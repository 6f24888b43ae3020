//! Lazy notification evaluation for due and overdue tasks.
//!
//! Nothing schedules notifications ahead of time. When a feed is requested,
//! the caller kicks off an evaluation pass that inspects the user's open
//! tasks and materializes any missing due / overdue rows. Dedup is a lookup
//! before insert keyed on `task_id`, which gives at-least-once semantics:
//! concurrent passes can both miss the lookup and insert twice, and a read
//! notification can be re-created while the task stays open. Duplicates are
//! tolerated by the feed rather than prevented.

use std::path::PathBuf;

use chrono::NaiveDate;
use uuid::Uuid;

use crate::db::{CrmDb, DbError, DbNotification, DbTask};
use crate::types::NotificationCategory;

/// Scan a user's open tasks and insert a notification for each task due on or
/// before `today` that has no unread task notification yet. Returns the number
/// of rows created.
pub fn evaluate_due_tasks(
    db: &CrmDb,
    user_id: &str,
    today: NaiveDate,
) -> Result<usize, DbError> {
    let date = today.format("%Y-%m-%d").to_string();
    let tasks = db.get_due_open_tasks(user_id, &date)?;

    let mut created = 0;
    for task in &tasks {
        if db.find_unread_task_notification(user_id, &task.id)?.is_some() {
            continue;
        }
        db.insert_notification(&build_task_notification(task, today))?;
        created += 1;
    }

    if created > 0 {
        tracing::info!(user_id, created, "materialized task notifications");
    }
    Ok(created)
}

/// Run an evaluation pass off the request path.
///
/// Opens its own connection from `db_path` so the request handle is not held
/// across the scan. Failures are logged, never surfaced; the feed the caller
/// is about to read simply misses this pass and catches up on the next one.
pub fn spawn_evaluation(
    db_path: PathBuf,
    user_id: String,
    today: NaiveDate,
) -> tokio::task::JoinHandle<()> {
    tokio::task::spawn_blocking(move || {
        let db = match CrmDb::open_at(&db_path) {
            Ok(db) => db,
            Err(e) => {
                tracing::warn!("notification evaluation skipped, open failed: {e}");
                return;
            }
        };
        if let Err(e) = evaluate_due_tasks(&db, &user_id, today) {
            tracing::warn!("notification evaluation failed: {e}");
        }
    })
}

fn build_task_notification(task: &DbTask, today: NaiveDate) -> DbNotification {
    let due = task
        .due_date
        .as_deref()
        .and_then(|d| NaiveDate::parse_from_str(d, "%Y-%m-%d").ok());
    let category = match due {
        Some(d) if d < today => NotificationCategory::TaskOverdue,
        _ => NotificationCategory::TaskDue,
    };
    let title = match category {
        NotificationCategory::TaskOverdue => format!("Overdue: {}", task.title),
        _ => format!("Due today: {}", task.title),
    };
    DbNotification {
        id: Uuid::new_v4().to_string(),
        user_id: task.user_id.clone(),
        category: category.as_str().to_string(),
        title,
        body: task.due_date.as_deref().map(|d| format!("Due {d}")),
        task_id: Some(task.id.clone()),
        metadata: Some(format!(r#"{{"url":"/tasks/{}"}}"#, task.id)),
        read_at: None,
        created_at: chrono::Utc::now().to_rfc3339(),
    }
}

#[cfg(test)]
mod tests {
    use super::*;
    use crate::db::test_utils::{sample_task, seed_user, test_db};

    fn today() -> NaiveDate {
        NaiveDate::from_ymd_opt(2026, 6, 1).expect("valid date")
    }

    fn unread_for(db: &CrmDb, user: &str) -> Vec<DbNotification> {
        db.get_notifications(
            user,
            &crate::db::notifications::NotificationFilter {
                read: Some(false),
                limit: 50,
                ..Default::default()
            },
        )
        .expect("feed")
        .items
    }

    #[test]
    fn test_overdue_task_gets_exactly_one_notification() {
        let db = test_db();
        let user = seed_user(&db, "u1", "agent@porchlight.test");

        let mut task = sample_task("t1", &user, "Chase the appraisal");
        task.due_date = Some("2026-05-20".to_string());
        db.upsert_task(&task).expect("upsert");

        let created = evaluate_due_tasks(&db, &user, today()).expect("eval");
        assert_eq!(created, 1);

        let feed = unread_for(&db, &user);
        assert_eq!(feed.len(), 1);
        assert_eq!(feed[0].category, "task_overdue");
        assert_eq!(feed[0].task_id.as_deref(), Some("t1"));
        assert_eq!(feed[0].title, "Overdue: Chase the appraisal");
    }

    #[test]
    fn test_due_today_is_categorized_due_not_overdue() {
        let db = test_db();
        let user = seed_user(&db, "u1", "agent@porchlight.test");

        let mut task = sample_task("t1", &user, "Send disclosures");
        task.due_date = Some("2026-06-01".to_string());
        db.upsert_task(&task).expect("upsert");

        evaluate_due_tasks(&db, &user, today()).expect("eval");
        let feed = unread_for(&db, &user);
        assert_eq!(feed[0].category, "task_due");
    }

    #[test]
    fn test_second_pass_creates_nothing_while_unread() {
        let db = test_db();
        let user = seed_user(&db, "u1", "agent@porchlight.test");

        let mut task = sample_task("t1", &user, "Chase the appraisal");
        task.due_date = Some("2026-05-20".to_string());
        db.upsert_task(&task).expect("upsert");

        assert_eq!(evaluate_due_tasks(&db, &user, today()).expect("first"), 1);
        assert_eq!(evaluate_due_tasks(&db, &user, today()).expect("second"), 0);
        assert_eq!(unread_for(&db, &user).len(), 1);
    }

    #[test]
    fn test_read_notification_is_recreated_while_task_open() {
        let db = test_db();
        let user = seed_user(&db, "u1", "agent@porchlight.test");

        let mut task = sample_task("t1", &user, "Chase the appraisal");
        task.due_date = Some("2026-05-20".to_string());
        db.upsert_task(&task).expect("upsert");

        evaluate_due_tasks(&db, &user, today()).expect("first");
        db.mark_all_notifications_read(&user).expect("read");

        // The task is still open and overdue, so the next pass re-notifies
        assert_eq!(evaluate_due_tasks(&db, &user, today()).expect("second"), 1);
    }

    #[test]
    fn test_closed_and_future_tasks_are_ignored() {
        let db = test_db();
        let user = seed_user(&db, "u1", "agent@porchlight.test");

        let mut closed = sample_task("t1", &user, "Already done");
        closed.due_date = Some("2026-05-20".to_string());
        closed.status = "closed".to_string();
        db.upsert_task(&closed).expect("upsert");

        let mut future = sample_task("t2", &user, "Next week");
        future.due_date = Some("2026-06-08".to_string());
        db.upsert_task(&future).expect("upsert");

        db.upsert_task(&sample_task("t3", &user, "No due date"))
            .expect("upsert");

        assert_eq!(evaluate_due_tasks(&db, &user, today()).expect("eval"), 0);
    }

    #[test]
    fn test_evaluation_is_user_scoped() {
        let db = test_db();
        let a = seed_user(&db, "u1", "a@porchlight.test");
        let b = seed_user(&db, "u2", "b@porchlight.test");

        let mut task = sample_task("t1", &b, "Someone else's work");
        task.due_date = Some("2026-05-20".to_string());
        db.upsert_task(&task).expect("upsert");

        assert_eq!(evaluate_due_tasks(&db, &a, today()).expect("eval"), 0);
        assert!(unread_for(&db, &a).is_empty());
    }
}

-.-.-

» Problem description
Within this listing, how many lines hold "tracing"? Give the number alone.

» Response area
3